In Großbritannien und den USA würden die vielen Langzeitausfälle durch Long Covid bereits Schlagzeilen machen. In Österreich steige die Anzahl von gleichzeitig Erkrankten und Krankenstandstagen von Jahr zu Jahr, aufschlussreiche Daten aus Österreich zu Long Covid würden aber völlig fehlen. Ein wichtiger Punkt der Prävention, um Neu- und Re-Infektionen zu verhindern sowie das Long-Covid-Risiko zu mindern.
Weniger gesunde Lebensjahre
Auch verweist Hoffmann auf die wirtschaftlichen Schäden der hohen Infektionszahlen: Der alleinige Fokus auf die Intensivstationsbelegung sei deutlich zu kurz gegriffen. Der aktuelle Fokus sollte darauf liegen, dass durch die ständigen hohen Krankenstände als auch durch die Long-Covid-Schäden die Wirtschaft auf Dauer stark negativ beeinträchtigt werde. „Bei den Long-Covid-Schäden geht es vor allem auch nicht nur um vollständige Ausfälle, sondern z.B. auch um die kognitiven Beeinträchtigungen der Gesellschaft nach auch nur leichten Infektionen“, so Hoffmann.
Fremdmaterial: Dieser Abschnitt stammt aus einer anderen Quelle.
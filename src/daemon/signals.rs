//! Process signals for the sync supervisor: SIGTERM/SIGINT stop it, SIGHUP
//! forces a topology rescan.
//!
//! Handlers only flip atomic flags (signal-hook `flag::register`); the
//! supervisor loop polls them on every tick.

#![allow(missing_docs)]

use std::sync::Arc;
use std::sync::atomic::{AtomicBool, Ordering};

use signal_hook::consts::{SIGINT, SIGTERM};

#[derive(Clone)]
pub struct SignalHandler {
    shutdown_flag: Arc<AtomicBool>,
    rescan_flag: Arc<AtomicBool>,
}

impl SignalHandler {
    /// Flags plus OS registration. Registration failures are logged and
    /// otherwise ignored.
    pub fn new() -> Self {
        let handler = Self::detached();
        handler.register_signals();
        handler
    }

    /// Flags only; nothing is registered with the OS.
    pub fn detached() -> Self {
        Self {
            shutdown_flag: Arc::new(AtomicBool::new(false)),
            rescan_flag: Arc::new(AtomicBool::new(false)),
        }
    }

    pub fn should_shutdown(&self) -> bool {
        self.shutdown_flag.load(Ordering::Relaxed)
    }

    /// Reads and clears the rescan request.
    pub fn should_rescan(&self) -> bool {
        self.rescan_flag.swap(false, Ordering::Relaxed)
    }

    pub fn request_shutdown(&self) {
        self.shutdown_flag.store(true, Ordering::Relaxed);
    }

    pub fn request_rescan(&self) {
        self.rescan_flag.store(true, Ordering::Relaxed);
    }

    fn register_signals(&self) {
        for (signal, name) in [(SIGTERM, "SIGTERM"), (SIGINT, "SIGINT")] {
            if let Err(e) = signal_hook::flag::register(signal, Arc::clone(&self.shutdown_flag)) {
                eprintln!("[DIAG-SIGNAL] failed to register {name}: {e}");
            }
        }

        #[cfg(unix)]
        {
            use signal_hook::consts::SIGHUP;
            if let Err(e) = signal_hook::flag::register(SIGHUP, Arc::clone(&self.rescan_flag)) {
                eprintln!("[DIAG-SIGNAL] failed to register SIGHUP: {e}");
            }
        }
    }
}

impl Default for SignalHandler {
    fn default() -> Self {
        Self::new()
    }
}
//! Disk guard for the mirror tree.
//!
//! When the mirrored logs grow past a threshold the oldest files are
//! truncated to zero length. Files written recently are never touched.

#![allow(missing_docs)]

use std::fs::{self, OpenOptions};
use std::io::ErrorKind;
use std::path::{Path, PathBuf};
use std::thread;
use std::time::{Duration, SystemTime};

use crate::core::errors::{DiagError, Result};
use crate::logger::dual::{ActivityEvent, ActivityLoggerHandle};
use crate::syncer::cancel::CancelToken;

#[derive(Debug, Clone, Default, PartialEq, Eq)]
pub struct GcReport {
    pub scanned_files: usize,
    pub total_bytes: u64,
    /// `(path, bytes released)`, oldest first.
    pub truncated: Vec<(PathBuf, u64)>,
}

impl GcReport {
    pub fn released_bytes(&self) -> u64 {
        self.truncated.iter().map(|(_, bytes)| bytes).sum()
    }
}

struct FileStat {
    path: PathBuf,
    len: u64,
    modified: SystemTime,
}

/// Regular files under `root`; symlinks are not followed. A missing root
/// yields nothing.
fn walk(root: &Path) -> Result<Vec<FileStat>> {
    let mut files = Vec::new();
    let mut stack = vec![root.to_path_buf()];
    while let Some(dir) = stack.pop() {
        let entries = match fs::read_dir(&dir) {
            Ok(entries) => entries,
            Err(e) if e.kind() == ErrorKind::NotFound => continue,
            Err(e) if dir == root => return Err(DiagError::io(&dir, e)),
            Err(e) => {
                eprintln!("[DIAG-GC] skipping {}: {e}", dir.display());
                continue;
            }
        };
        for entry in entries.filter_map(std::result::Result::ok) {
            let Ok(meta) = fs::symlink_metadata(entry.path()) else {
                continue;
            };
            if meta.is_dir() {
                stack.push(entry.path());
            } else if meta.is_file() {
                files.push(FileStat {
                    path: entry.path(),
                    len: meta.len(),
                    modified: meta.modified().unwrap_or(SystemTime::UNIX_EPOCH),
                });
            }
        }
    }
    Ok(files)
}

/// One pass using the wall clock.
pub fn collect(root: &Path, threshold_bytes: u64, protect_window: Duration) -> Result<GcReport> {
    collect_at(root, threshold_bytes, protect_window, SystemTime::now())
}

/// One pass as of `now`: if the tree exceeds `threshold_bytes`, truncate
/// the oldest files until the excess is released. Files modified within
/// `protect_window` of `now` are skipped.
pub fn collect_at(root: &Path, threshold_bytes: u64, protect_window: Duration, now: SystemTime) -> Result<GcReport> {
    let mut files = walk(root)?;
    let total_bytes: u64 = files.iter().map(|f| f.len).sum();
    let mut report = GcReport {
        scanned_files: files.len(),
        total_bytes,
        truncated: Vec::new(),
    };
    if total_bytes <= threshold_bytes {
        return Ok(report);
    }

    let protected_after = now.checked_sub(protect_window).unwrap_or(SystemTime::UNIX_EPOCH);
    files.sort_by(|a, b| a.modified.cmp(&b.modified).then_with(|| a.path.cmp(&b.path)));

    let mut excess = total_bytes - threshold_bytes;
    for file in files {
        if excess == 0 {
            break;
        }
        if file.len == 0 || file.modified >= protected_after {
            continue;
        }
        match truncate(&file.path) {
            Ok(()) => {
                excess = excess.saturating_sub(file.len);
                report.truncated.push((file.path, file.len));
            }
            Err(e) => eprintln!("[DIAG-GC] {e}"),
        }
    }
    Ok(report)
}

fn truncate(path: &Path) -> Result<()> {
    OpenOptions::new()
        .write(true)
        .open(path)
        .and_then(|f| f.set_len(0))
        .map_err(|e| DiagError::io(path, e))
}

// ──────────────────── worker ────────────────────

#[derive(Debug, Clone, PartialEq, Eq)]
pub struct GcSettings {
    pub root: PathBuf,
    pub threshold_bytes: u64,
    pub protect_window: Duration,
    pub interval: Duration,
}

/// Run [`collect`] every `interval` on a `diag-gc` thread until `token`
/// is cancelled. Each truncation is logged as `GcTruncated`.
pub fn spawn_worker(
    settings: GcSettings,
    token: CancelToken,
    logger: ActivityLoggerHandle,
) -> Result<thread::JoinHandle<()>> {
    thread::Builder::new()
        .name("diag-gc".to_string())
        .spawn(move || {
            loop {
                match collect(&settings.root, settings.threshold_bytes, settings.protect_window) {
                    Ok(report) => {
                        for (path, bytes) in report.truncated {
                            logger.send(ActivityEvent::GcTruncated {
                                path: path.display().to_string(),
                                bytes,
                            });
                        }
                    }
                    Err(e) => logger.send(ActivityEvent::error(&e)),
                }
                if token.sleep(settings.interval) {
                    break;
                }
            }
        })
        .map_err(|source| DiagError::Runtime {
            details: format!("failed to spawn gc thread: {source}"),
        })
}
Ein weiterer Fokus sollte auf die sinkende Lebenserwartung und vor allem auf die sinkenden Lebensjahre in Gesundheit gerichtet sein. Auch trage die ständige erhöhte Belastung des Gesundheitssystems bei ständigen Ausfällen beim Personal zu andauernder hohen Belastung des Personals und sekundär zu Personalmangel bei.
Hoffmann betonte, dass es sich bei SARS-CoV-2 um ein über die Luft übertragbares Virus handelt. Daher sollten „sofort Maßnahmen zu sauberer Luft in Innenräumen“ umgesetzt werden - allen voran in Kindergärten und Schulen. Gleiches gelte aber auch für öffentliche Verkehrsmitteln, Großraumbüros und das Gesundheitswesen (Krankenhäuser, Ordinationen, ebenso etwa für Physiotherapie- oder Psychotherapieordinationen sowie Kur- und Rehabilitationseinrichtungen). Bis es so weit ist, brauche es auch „qualitativ hochwertige Masken“, vor allem im Gesundheitswesen und in öffentlichen Verkehrsmitteln - und die Möglichkeit niederschwellige, gute Testmöglichkeiten und Medikamente im Krankheitsfall zu bekommen. Als Beispiel verwies Hoffmann etwa auf New York, wo aktuell Gratis-PCR-Testmöglichkeiten angeboten werden.